3. Who is the most underrated player in the lottery?

Zach Collins. The 7-footer was a reserve last season for Gonzaga behind veterans Johnathan Williams and Przemek Karnowski, but still managed to average 10 points, 5.9 rebounds, and 1.8 blocks in just 17.2 minutes. The Las Vegas native shined in the Final Four against South Carolina, tallying 14 points, 13 rebounds, and six blocks in just 23 minutes of action. If Collins played at either Duke or Kentucky, he’d be viewed much differently heading into Thursday night at the Barclays Center in Brooklyn. This kid has all the chops to be a bona fide NBA big man for many years to come.

4. Who is set to rise?

Donovan Mitchell.

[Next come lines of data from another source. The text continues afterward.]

//! Corpus loading and chunking for the market-data index.

use std::fs;
use std::path::{Path, PathBuf};

use serde::{Deserialize, Serialize};

use crate::core::config::RagSettings;

/// A text chunk with source information.
#[derive(Debug, Clone, PartialEq, Serialize, Deserialize)]
pub struct TextChunk {
    /// The text content
    pub text: String,
    /// Source file, relative to the corpus directory
    pub source: String,
    /// Character offset in original document
    pub start_offset: usize,
    pub chunk_index: usize,
}

#[derive(Debug, Clone)]
pub struct RagEngine {
    chunk_size: usize,
    chunk_overlap: usize,
}

impl RagEngine {
    pub fn new(chunk_size: usize, chunk_overlap: usize) -> Self {
        Self {
            chunk_size: chunk_size.max(1),
            chunk_overlap,
        }
    }

    pub fn from_settings(settings: &RagSettings) -> Self {
        Self::new(settings.chunk_size, settings.chunk_overlap)
    }

    /// Splits every document of the corpus, in path order.
    pub fn collect_from_documents(&self, documents: &[(String, String)]) -> Vec<TextChunk> {
        documents
            .iter()
            .flat_map(|(source, text)| self.split_into_chunks(text, source))
            .collect()
    }

    /// Split text into overlapping chunks.
    pub fn split_into_chunks(&self, text: &str, source: &str) -> Vec<TextChunk> {
        let chunk_size = self.chunk_size;
        let overlap = self.chunk_overlap;

        let mut chunks = Vec::new();
        let chars: Vec<char> = text.chars().collect();
        let total_chars = chars.len();

        if total_chars == 0 {
            return chunks;
        }

        let step = chunk_size.saturating_sub(overlap).max(1);
        let mut start = 0;
        let mut chunk_index = 0;

        while start < total_chars {
            let end = (start + chunk_size).min(total_chars);
            let chunk_text: String = chars[start..end].iter().collect();

            let final_text = if end < total_chars {
                find_sentence_boundary(&chunk_text)
            } else {
                chunk_text
            };

            let trimmed = final_text.trim();
            if !trimmed.is_empty() {
                chunks.push(TextChunk {
                    text: trimmed.to_string(),
                    source: source.to_string(),
                    start_offset: start,
                    chunk_index,
                });
                chunk_index += 1;
            }

            if end == total_chars {
                break;
            }
            start += step;
        }

        chunks
    }
}

/// Reads the `.txt` / `.md` files under `dir`, sorted by path.
pub fn load_corpus(dir: &Path) -> std::io::Result<Vec<(String, String)>> {
    let mut files = Vec::new();
    collect_files(dir, &mut files)?;
    files.sort();

    let mut documents = Vec::with_capacity(files.len());
    for path in files {
        let text = fs::read_to_string(&path)?;
        let source = path
            .strip_prefix(dir)
            .unwrap_or(&path)
            .to_string_lossy()
            .replace('\\', "/");
        documents.push((source, text));
    }
    Ok(documents)
}

fn collect_files(dir: &Path, out: &mut Vec<PathBuf>) -> std::io::Result<()> {
    for entry in fs::read_dir(dir)? {
        let path = entry?.path();
        if path.is_dir() {
            collect_files(&path, out)?;
        } else if matches!(
            path.extension().and_then(|e| e.to_str()),
            Some("txt") | Some("md")
        ) {
            out.push(path);
        }
    }
    Ok(())
}

/// Cuts the chunk after the last sentence ending in its final fifth, if any.
fn find_sentence_boundary(text: &str) -> String {
    let sentence_endings = [". ", "! ", "? ", ".\n", "!\n", "?\n", "다. ", "다.\n"];

    let mut search_start = (text.len() * 80) / 100;
    while !text.is_char_boundary(search_start) {
        search_start += 1;
    }
    let search_text = &text[search_start..];

    for ending in sentence_endings.iter() {
        if let Some(pos) = search_text.rfind(ending) {
            let cut_pos = search_start + pos + ending.len();
            return text[..cut_pos].to_string();
        }
    }

    text.to_string()
}

#[cfg(test)]
mod tests {
    use super::*;

    #[test]
    fn chunks_overlap_and_cover_the_text() {
        let engine = RagEngine::new(100, 20);
        let text = "This is a test. ".repeat(20);

        let chunks = engine.split_into_chunks(&text, "test.txt");

        assert!(chunks.len() >= 3);
        assert_eq!(chunks[0].start_offset, 0);
        assert_eq!(chunks[1].start_offset, 80);
        assert!(chunks.iter().all(|c| c.text.chars().count() <= 100));
        assert!(text.trim_end().ends_with(chunks.last().unwrap().text.as_str()));
    }

    #[test]
    fn sentence_boundary_is_safe_on_multibyte_text() {
        let engine = RagEngine::new(30, 5);
        let text = "에듀테크 시장은 빠르게 성장한다. 학습 플랫폼이 늘어난다. ".repeat(5);

        let chunks = engine.split_into_chunks(&text, "ko.md");

        assert!(!chunks.is_empty());
        assert!(chunks.iter().all(|c| !c.text.is_empty()));
    }

    #[test]
    fn load_corpus_reads_text_files_recursively() {
        let dir = tempfile::tempdir().unwrap();
        fs::create_dir_all(dir.path().join("nested")).unwrap();
        fs::write(dir.path().join("a.txt"), "alpha").unwrap();
        fs::write(dir.path().join("nested/b.md"), "beta").unwrap();
        fs::write(dir.path().join("skip.pdf"), "binary").unwrap();

        let docs = load_corpus(dir.path()).unwrap();

        assert_eq!(
            docs,
            vec![
                ("a.txt".to_string(), "alpha".to_string()),
                ("nested/b.md".to_string(), "beta".to_string()),
            ]
        );
    }
}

The 6-2 guard is a freak athlete and has the potential to be an elite defender at the next level. NBA executives love prospects that can play multiple positions and Mitchell certainly fits that bill. Another thing to love about this kid? He has already shown tangible proof that he’s just scratching the surface on offense. After he made only 18 3-point shots as a freshman at Louisville, Mitchell nailed 80 shots from deep during this past season with the Cardinals. This writer is hearing it’s unlikely he will slide past Charlotte at 11.

5. Which college basketball program could be set for another breakthrough after Thursday?

South Carolina. The Gamecocks are fresh off an appearance in the Final Four, but on Thursday two players who were a part of that run — Sindarius Thornwell and P.J. Dozier — have a legitimate chance to be drafted. What would that do for this program’s recruiting? Everything.

Frank Martin reaped the fruits of his labor this past March and April by breaking through and reaching college basketball’s ultimate showcase, but having the ability to sell that plus the idea of putting multiple players in the NBA in the same year opens up a completely different universe for South Carolina.

This and That

– Which team may be most likely to wheel and deal on draft night? It could be Portland. The Blazers own three first-round picks (16, 20, 26) and want to package those with a player to move up the board.

– Markelle Fultz’s lack of winning at Washington has taken immense attention off N.C. State’s Dennis Smith, who was a starting point guard on a team that went 15-17 despite winning a road game at Duke early in ACC play. A freak athlete, Smith was believed to the best point guard in this draft class before tearing his ACL a few years ago.

– Malik Monk’s inability to play multiple positions has him labeled as a potential first guard off the bench on a good team, but not a starter right now according to most NBA executives. “He can really score the ball, but he’s a two trapped in a one’s body,” one NBA general manager told FanRag Sports. “Right now, he’s being viewed in the Lou Williams/Jamal Crawford type mold.”

– All three of Oregon’s draft prospects — Tyler Dorsey, Dillon Brooks, and Jordan Bell — are likely to be selected anywhere in the 28-40 range, a source told FanRag Sports.

– I’m hearing Indiana has its eyes on Houston’s Damyean Dotson if he’s still on the board when the Pacers select at 47 in the second round. The 6-5 wing can score (17.4 points), rebound (6.9), defend his position, and made 108 3-point shots last season for the Cougars.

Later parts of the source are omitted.